Lincoln-Douglas Debate

Lincoln-Douglas (LD) is a one-on-one format where students debate questions of ethics, philosophy and their practical applications. The debate typically focuses on topics related to values and principles, such as moral dilemmas, social justice, government policies, and individual rights. Typically, debaters establish a value or a principle that serves as the central criterion for evaluating arguments. For example, justice, freedom, or the protection of individual rights. Debaters present criteria to show how their arguments align with the chosen value.

WACFL tournaments use LD topics chosen by the National Speech and Debate Association. Topics change every two months. (Important note: NSDA will list a novice LD topic, which WACFL does not use. All LD debaters, regardless of experience level, will debate the same topic.) At WACFL preliminary tournaments, students debate twice on the Affirmative and twice on Negative.

LD debate provides an opportunity for students to develop their research, public speaking, critical thinking, and persuasive skills. It encourages participants to analyze complex topics, consider ethical implications, and construct coherent arguments based on logic and evidence.

Sequence of speeches and timing in a Lincoln-Douglas debate round

Speech Time Limit Purpose
Affirmative Constructive 6 minutes Present the affirmative case
Negative Cross-Examination 3 minutes Negative asks questions of the affirmative
Negative Constructive 7 minutes Present the negative case and refute the affirmative case
Affirmative Cross-Examination 3 minutes Affirmative asks questions of the negative
First Affirmative Rebuttal 4 minutes Refute the negative case and rebuild the affirmative case
Negative Rebuttal 6 minutes Refute the affirmative case, rebuild the negative case, and provide reasons why negative should win the round.
2nd Affirmative Rebuttal 3 minutes Address negative voting issues and offer reasons for why the affirmative should win.

Each debater is entitled to 4 minutes of preparation time during the round.

Summary of Judging Criteria

At a high level, the judge serves three primary purposes during each debate round.
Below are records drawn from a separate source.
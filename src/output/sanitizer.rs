//! Output sanitization for pseudo-terminal output.

use vte::{Params, Parser, Perform};

/// Output sanitizer using VTE parser.
pub struct OutputSanitizer;

impl OutputSanitizer {
    /// Strip ANSI escape codes from raw bytes.
    ///
    /// Returns clean UTF-8 text with all control sequences removed and the
    /// terminal's `\r\n` line endings folded to `\n`.
    pub fn strip_ansi(input: &[u8]) -> String {
        let mut extractor = PlainTextExtractor::new();
        let mut parser = Parser::new();

        parser.advance(&mut extractor, input);

        extractor.into_string()
    }
}

/// VTE performer that extracts plain text.
struct PlainTextExtractor {
    output: Vec<u8>,
    pending_cr: bool,
}

impl PlainTextExtractor {
    fn new() -> Self {
        Self {
            output: Vec::new(),
            pending_cr: false,
        }
    }

    /// Emit a carriage return held back while waiting for a newline.
    fn flush_cr(&mut self) {
        if self.pending_cr {
            self.output.push(b'\r');
            self.pending_cr = false;
        }
    }

    fn into_string(mut self) -> String {
        self.flush_cr();
        String::from_utf8_lossy(&self.output).into_owned()
    }
}

impl Perform for PlainTextExtractor {
    fn print(&mut self, c: char) {
        self.flush_cr();
        let mut buf = [0u8; 4];
        let encoded = c.encode_utf8(&mut buf);
        self.output.extend_from_slice(encoded.as_bytes());
    }

    fn execute(&mut self, byte: u8) {
        match byte {
            0x0D => {
                self.flush_cr();
                self.pending_cr = true;
            }
            0x0A => {
                self.pending_cr = false;
                self.output.push(byte);
            }
            0x09 => {
                self.flush_cr();
                self.output.push(byte);
            }
            // Bells, backspaces and the like
            _ => {}
        }
    }

    fn hook(&mut self, _params: &Params, _intermediates: &[u8], _ignore: bool, _action: char) {}

    fn put(&mut self, _byte: u8) {}

    fn unhook(&mut self) {}

    fn osc_dispatch(&mut self, _params: &[&[u8]], _bell_terminated: bool) {}

    fn csi_dispatch(
        &mut self,
        _params: &Params,
        _intermediates: &[u8],
        _ignore: bool,
        _action: char,
    ) {
        // Cursor movement, colors, etc.
    }

    fn esc_dispatch(&mut self, _intermediates: &[u8], _ignore: bool, _byte: u8) {}
}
  1. Determine the winner and assign speaker points. In most cases, you will be the only judge in the competition room.
  2. Provide constructive feedback. Students will want to know why you voted the way you did. You should comment on areas of strength and weakness, with the goal of helping competitors improve.
  3. Tournament official. You will keep time for the speeches and prep time. Judges also ensure tournament rules are followed and keeps the experience positive for both students and the host school.

Judges should also bring the following to the tournament

  • Notepad and pen/pencil. You'll use these to keep track of arguments during the debates.
  • Laptop or tablet computer. You'll need this to access, which is where you will enter your decisions, speaker points and comments to the debaters.